Star Wars III
No, I wasn't excited about the final installment of SWIII. Especially after the reviews I got from people I trust. No, not good reviews. Not at all. So I went into it with lowered expectations. And that was a very good thing. Hey, SWII was pretty awful too - completely wooden acting, totally unbelievable love story (because those two have absolutely no chemistry), and other annoying characters. So I went into this one knowing that there really wasn't anywhere to go but up. But I did find the same wooden acting (from people who are supposed to be good!), and the same implausible love story - except now they're pregnant, and other annoying characters. However. This installment I found that I wanted to pay attention. That part was good. I was interested through the entire movie. I'll give them credit for that.
Of course, maybe that's because I was mellowed by a couple of glasses of sangria. I didn't think they got me even tipsy, but since I saw the guy pour the alcohol into the first ones I drank, I'm guessing it was actually in there. I was probably also soothed by the popcorn, because they actually served it in a big bowl like we have at home. I felt a little bit like we were on the couch: movie screen's a bit small, the stadium seating is a bit like the couch without pillows, and I got to snuggle up to the boy. All of those things probably made it so I liked it a lot more than if I'd had to wait in line for 5 hours and pay $10 a ticket and done the regular LA movie watching grind.
Instead, even though the performances were wooden (well, except for Ewan's - I just ... like him. Can't help myself), and the bouncy ball of Yoda seemed a little too tongue in cheek, and the "cameos" of Chewy & C3PO were, frankly, sorta annoying, I didn't come away with an intense hatred for the whole thing. I left the theatre with a kind of "eh" feeling. A kind of a shrug. The kind where I'd say it wasn't half bad.
Dime Store Magic
Cut to today, because I can, where I got to devour a book that was exactly what I wanted it to be. Dime Store Magic isn't going to win critical awards. It's not going to hit best seller lists. And, unless you're into the whole vampire/wherewolf/witchcraft genre (gee, my flist? us? into that? never!) you probably won't have heard of Miss K. Armstrong's books. But, since I happen to relish a main character that doesn't simper when she's assaulted, that may act immature but tries to learn from her mistakes, that's actually a HER instead of a him (I do, actually, like reading female main characters. It is a preference. I'm not afraid to say it, there's something good about it), I enjoy her books. It's like indulging in reeces peanut butter chocolate cups every once in a while instead of dark dutch chocolate. Fun. Worth the money.

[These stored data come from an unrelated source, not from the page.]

//! Actor model for per-meeting serialization.
//!
//! ```text
//! MeetingRegistry (one per process)
//! └── MeetingActor (one per active meeting)
//!     ├── enrichment job (spawned, at most one)
//!     └── terminal job (spawned, once)
//! ```
//!
//! Handles wrap an mpsc sender; every request carries a oneshot reply
//! channel. Cancellation flows down through child `CancellationToken`s.

pub mod meeting;
pub mod messages;
pub mod registry;

pub use meeting::{MeetingActor, MeetingActorHandle, MeetingContext, PipelineSettings};
pub use messages::{
    FinalizeOutcome, FinalizeTrigger, MeetingActorState, RegistryStatus, SegmentInput,
};
pub use registry::{recover_pending_finalizations, MeetingRegistry, MeetingRegistryHandle};
//! Background tasks for the session coordinator.
//!
//! # Tasks
//!
//! - `expiry_sweep` - Completes meetings whose scheduling window elapsed and
//!   hands them to their actors for the terminal transcript pass

pub mod expiry_sweep;

pub use expiry_sweep::{run_sweep_once, start_expiry_sweep};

Sometimes I feel obscurely guilty about reading books like this. There's no lyricism to their prose. It's not high literature. It's a story that starts with a central issue and just piles on one crisis after another until you've made it through a couple hundred pages like a whirlwind and you're out the other side and reading the epilogue before you know it. No time to put it down, no time to stop, just read read read until you're done. I feel like I should be sitting down with the classics, or prepping for school by reading more Japanese authors.
But then, I realize, I'm on summer vacation. I'm supposed to read fun and slightly mind numbing fiction. So there.